Originally published in Northumberland in 1806, the book chronicles Priestley’s life from his birth from his 1733 birth in Yorkshire, England, to his 1804 death in Northumberland. The new volume is a 246-page paperback. Its cover features an 1801 portrait of Priestley painted by Rembrandt Peale.

Priestley wrote the sections covering his early life through 1795. When he died without completing the book, his son, Joseph Priestley Jr., finished it. The son drew heavily on material that his father had written about events in England that had prompted the family to emigrate to the United States in 1794.

The Priestleys settled in Northumberland and built the residence where Priestley lived during his final years. Today, the house is a museum operated by the nonprofit Friends organization. 

Priestley is best remembered for discovering oxygen while living in England in 1774. He was also a clergyman, author, historian and political theorist.

The American Chemical Society credits him with two significant inventions — carbonated water and the rubber eraser.

"Memoirs" tell how, as a young man, Priestley developed friendships with influential scientists including Benjamin Franklin, who provided Priestley with information for his 1767 book, "The History and Present State of Electricity."

The book’s publication represents a multi-year effort by the Friends to acquaint 21st century readers with one of the greatest minds of the 18th century. Copies will be available in the gift shop at Priestley House, as well as online.
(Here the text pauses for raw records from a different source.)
//! Virus.

use glam::Vec2;

use super::cell::{Body, EntityId};

/// A static hazard that pops cells heavier than the pop threshold.
#[derive(Debug, Clone, PartialEq)]
pub struct Virus {
    pub id: EntityId,
    pub position: Vec2,
    mass: f32,
}

impl Virus {
    pub fn new(id: EntityId, position: Vec2, mass: f32) -> Self {
        Self {
            id,
            position,
            mass: mass.max(0.0),
        }
    }

    /// Absorb fed food.
    #[inline]
    pub fn on_eat(&mut self, mass: f32) {
        self.mass += mass.max(0.0);
    }

    /// Divide in half. Returns the mass of the new virus.
    #[inline]
    pub fn halve(&mut self) -> f32 {
        let half = self.mass / 2.0;
        self.mass -= half;
        half
    }
}

impl Body for Virus {
    fn id(&self) -> EntityId {
        self.id
    }

    fn position(&self) -> Vec2 {
        self.position
    }

    fn mass(&self) -> f32 {
        self.mass
    }
}
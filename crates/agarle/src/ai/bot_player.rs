use glam::Vec2;
use rand::rngs::StdRng;
use rand::{Rng, SeedableRng};
use tracing::debug;

use super::BotPolicy;
use crate::action::{Action, ActionKind};
use crate::entity::{Body, EntityId, Pid};
use crate::world::GameView;

/// Bot names to use.
const BOT_NAMES: &[&str] = &[
    "Bot", "Hunter", "Hungry", "Nomnom", "Blob", "Cell", "Eater", "Seeker",
    "Roamer", "Wanderer", "Ghost", "Shadow", "Swift", "Tiny", "Big", "Mega",
];

/// Display name for the `index`-th bot.
pub fn bot_name(index: usize) -> String {
    format!("{}{}", BOT_NAMES[index % BOT_NAMES.len()], index % 100)
}

/// Influence-field bot: drawn to pellets, food and smaller cells, pushed away
/// from bigger cells and from viruses it would pop on. Splits to catch prey
/// inside split range.
#[derive(Debug, Clone)]
pub struct GreedyBot {
    seed: u64,
    rng: StdRng,
    /// Current target position.
    target: Vec2,
    /// Ticks until next decision.
    decision_cooldown: u32,
    split_cooldown: u32,
    /// Ticks to pursue a split target.
    target_pursuit: u32,
    split_target: Option<EntityId>,
}

impl GreedyBot {
    pub fn new(seed: u64) -> Self {
        Self {
            seed,
            rng: StdRng::seed_from_u64(seed),
            target: Vec2::ZERO,
            decision_cooldown: 0,
            split_cooldown: 0,
            target_pursuit: 0,
            split_target: None,
        }
    }

    fn steer(&self, from: Vec2, kind: ActionKind) -> Action {
        Action::toward((self.target - from).normalize_or_zero(), kind)
    }
}

impl BotPolicy for GreedyBot {
    fn decide(&mut self, view: &GameView<'_>, pid: Pid) -> Action {
        let Some(me) = view.player(pid) else {
            return Action::idle();
        };
        let Some(largest) = me.largest_cell() else {
            return Action::idle();
        };
        let config = view.config();
        let eat_ratio = config.player.eat_ratio;

        self.split_cooldown = self.split_cooldown.saturating_sub(1);
        self.decision_cooldown = self.decision_cooldown.saturating_sub(1);

        let my_pos = largest.position;
        let my_mass = largest.mass();
        let my_size = largest.radius();

        // Pursue split target
        if let Some(target_id) = self.split_target {
            let target = view
                .players()
                .filter(|p| p.pid() != pid)
                .flat_map(|p| p.cells())
                .find(|c| c.id == target_id);
            if let Some(cell) = target {
                if self.target_pursuit > 0 {
                    self.target_pursuit -= 1;
                    self.target = cell.position;
                    return self.steer(my_pos, ActionKind::Move);
                }
            }
            self.split_target = None;
            self.target_pursuit = 0;
        }

        if self.decision_cooldown > 0 {
            return self.steer(my_pos, ActionKind::Move);
        }
        self.decision_cooldown = 2;

        let search_radius: f32 = 2000.0;
        let in_view = |p: Vec2| (p - my_pos).length_squared() <= search_radius * search_radius;
        let mut result = Vec2::ZERO;
        let mut add = |position: Vec2, size: f32, mut influence: f32| {
            let displacement = position - my_pos;
            let mut dist = displacement.length();
            if influence < 0.0 {
                dist -= my_size + size;
            }
            influence /= dist.max(1.0);
            result += displacement.normalize_or_zero() * influence;
        };

        for pellet in view.pellets().iter().filter(|p| in_view(p.position)) {
            add(pellet.position, pellet.radius(), 1.0);
        }
        let grace = config.food.grace_ticks;
        for food in view.foods().iter().filter(|f| in_view(f.position)) {
            if food.is_edible(view.tick(), grace) && my_mass > food.mass * eat_ratio {
                add(food.position, food.radius(), 2.0);
            }
        }
        for virus in view.viruses().iter().filter(|v| in_view(v.position)) {
            // Avoid popping on a virus; small cells can hide behind one.
            if my_mass > config.virus.pop_mass {
                add(virus.position, virus.radius(), -100.0);
            }
        }

        let others: Vec<_> = view
            .players()
            .filter(|p| p.pid() != pid)
            .flat_map(|p| p.cells())
            .filter(|c| in_view(c.position))
            .collect();
        let num_view_nodes = (others.len() + view.pellets().len()).max(1) as f32;
        let split_distance = config.player.split_impulse * config.physics.tick_seconds / (1.0 - config.physics.drag);
        let can_split = (me.cells().len() as f32 * 1.5) < 9.0
            && self.split_cooldown == 0
            && me.cells().len() < config.player.max_cells;

        let mut prey: Option<(EntityId, f32, Vec2)> = None;
        for cell in others {
            let (check_mass, check_size) = (cell.mass(), cell.radius());
            let influence = if my_mass > check_mass * eat_ratio {
                check_size / num_view_nodes.ln().max(1.0)
            } else if check_mass > my_mass * eat_ratio {
                -(check_size / my_size).ln()
            } else {
                -check_size / my_size
            };
            add(cell.position, check_size, influence);

            // A half-mass cell must still be able to eat the prey.
            if can_split && my_mass / 2.0 > check_mass * eat_ratio && my_mass * 0.1 < check_mass {
                let dist = (cell.position - my_pos).length() - my_size;
                let reach = (1.3 * split_distance).max(my_size / std::f32::consts::SQRT_2 * 4.5);
                if reach >= dist && prey.is_none_or(|(_, m, _)| check_mass > m) {
                    prey = Some((cell.id, check_mass, cell.position));
                }
            }
        }

        let border = view.border();
        if let Some((id, mass, position)) = prey {
            debug!("Bot {} targeting prey {} (mass {}) for split", pid, id, mass);
            self.target = position;
            self.split_target = Some(id);
            self.target_pursuit = 20;
            self.split_cooldown = 15;
            return self.steer(my_pos, ActionKind::Split);
        }

        if let Some(dir) = result.try_normalize() {
            self.target = my_pos + dir * 2000.0;
        } else {
            let angle = self.rng.random_range(0.0..std::f32::consts::TAU);
            self.target = my_pos + Vec2::from_angle(angle) * 400.0;
        }
        self.target.x = self.target.x.clamp(border.min_x, border.max_x);
        self.target.y = self.target.y.clamp(border.min_y, border.max_y);
        self.steer(my_pos, ActionKind::Move)
    }

    fn reset(&mut self) {
        *self = Self::new(self.seed);
    }
}

#[cfg(test)]
mod tests {
    use super::*;
    use crate::config::Config;
    use crate::engine::Engine;

    fn empty_engine() -> Engine {
        let mut config = Config::with_counts(1, 1000.0, false, 0, 0, 0);
        config.virus.regen = false;
        config.env.bot_respawn = false;
        Engine::new(config).unwrap()
    }

    #[test]
    fn heads_for_pellets() {
        let mut engine = empty_engine();
        let pid = engine.add_player("bot", false);
        engine.reset();
        engine.clear_world();
        engine.spawn_cell(pid, Vec2::new(500.0, 500.0), 10.0).unwrap();
        engine.add_pellet(Vec2::new(800.0, 500.0), 1.0);

        let mut bot = GreedyBot::new(1);
        let action = bot.decide(&engine.view(), pid);
        assert_eq!(action.kind(), ActionKind::Move);
        assert!(action.direction().x > 0.99);
    }

    #[test]
    fn runs_from_bigger_cells() {
        let mut engine = empty_engine();
        let pid = engine.add_player("bot", false);
        let big = engine.add_player("big", false);
        engine.reset();
        engine.clear_world();
        engine.spawn_cell(pid, Vec2::new(500.0, 500.0), 10.0).unwrap();
        engine.spawn_cell(big, Vec2::new(300.0, 500.0), 400.0).unwrap();

        let mut bot = GreedyBot::new(1);
        let action = bot.decide(&engine.view(), pid);
        assert!(action.direction().x > 0.0);
    }

    #[test]
    fn splits_on_prey_in_range() {
        let mut engine = empty_engine();
        let pid = engine.add_player("bot", false);
        let prey = engine.add_player("prey", false);
        engine.reset();
        engine.clear_world();
        engine.spawn_cell(pid, Vec2::new(400.0, 500.0), 400.0).unwrap();
        engine.spawn_cell(prey, Vec2::new(700.0, 500.0), 100.0).unwrap();

        let mut bot = GreedyBot::new(1);
        let action = bot.decide(&engine.view(), pid);
        assert_eq!(action.kind(), ActionKind::Split);
        assert!(action.direction().x > 0.99);
    }

    #[test]
    fn wandering_is_reproducible() {
        let mut engine = empty_engine();
        let pid = engine.add_player("bot", false);
        engine.reset();
        engine.clear_world();
        engine.spawn_cell(pid, Vec2::new(500.0, 500.0), 10.0).unwrap();

        let mut a = GreedyBot::new(9);
        let mut b = GreedyBot::new(9);
        for _ in 0..10 {
            assert_eq!(a.decide(&engine.view(), pid), b.decide(&engine.view(), pid));
        }
        a.reset();
        let mut c = GreedyBot::new(9);
        assert_eq!(a.decide(&engine.view(), pid), c.decide(&engine.view(), pid));
    }

    #[test]
    fn names_cycle() {
        assert_eq!(bot_name(0), "Bot0");
        assert_eq!(bot_name(17), "Hunter17");
    }
}
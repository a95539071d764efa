//! Movement integration.

use super::Engine;

impl Engine {
    /// Move every cell and drifting food, then clamp them to the arena.
    pub(super) fn move_bodies(&mut self) {
        let dt = self.config.physics.tick_seconds;
        let drag = self.config.physics.drag;
        let border = self.state.border;

        for player in self.state.players.values_mut() {
            for cell in &mut player.cells {
                cell.advance(dt, drag);
                cell.check_border(&border);
            }
        }

        let food_drag = self.config.food.drag;
        for food in &mut self.state.foods {
            food.drift(dt, food_drag, &border);
        }
    }
}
This edition also includes a Biographical Guide that lists more than 220 individuals mentioned in the text. These individuals include mem­bers of Priestley’s family as well as his friends, employers, colleagues, benefactors, scientists, political leaders, critics and foes.

The edition is dedicated to the late Thomas P. Bresenhan, a Lewisburg man who spearheaded production of the volume over a five-year period. In 2016, Bresenhan visited places in England where Priestley had lived and worked.

The Joseph Priestley House is located at 472 Priestley Ave., Northumberland.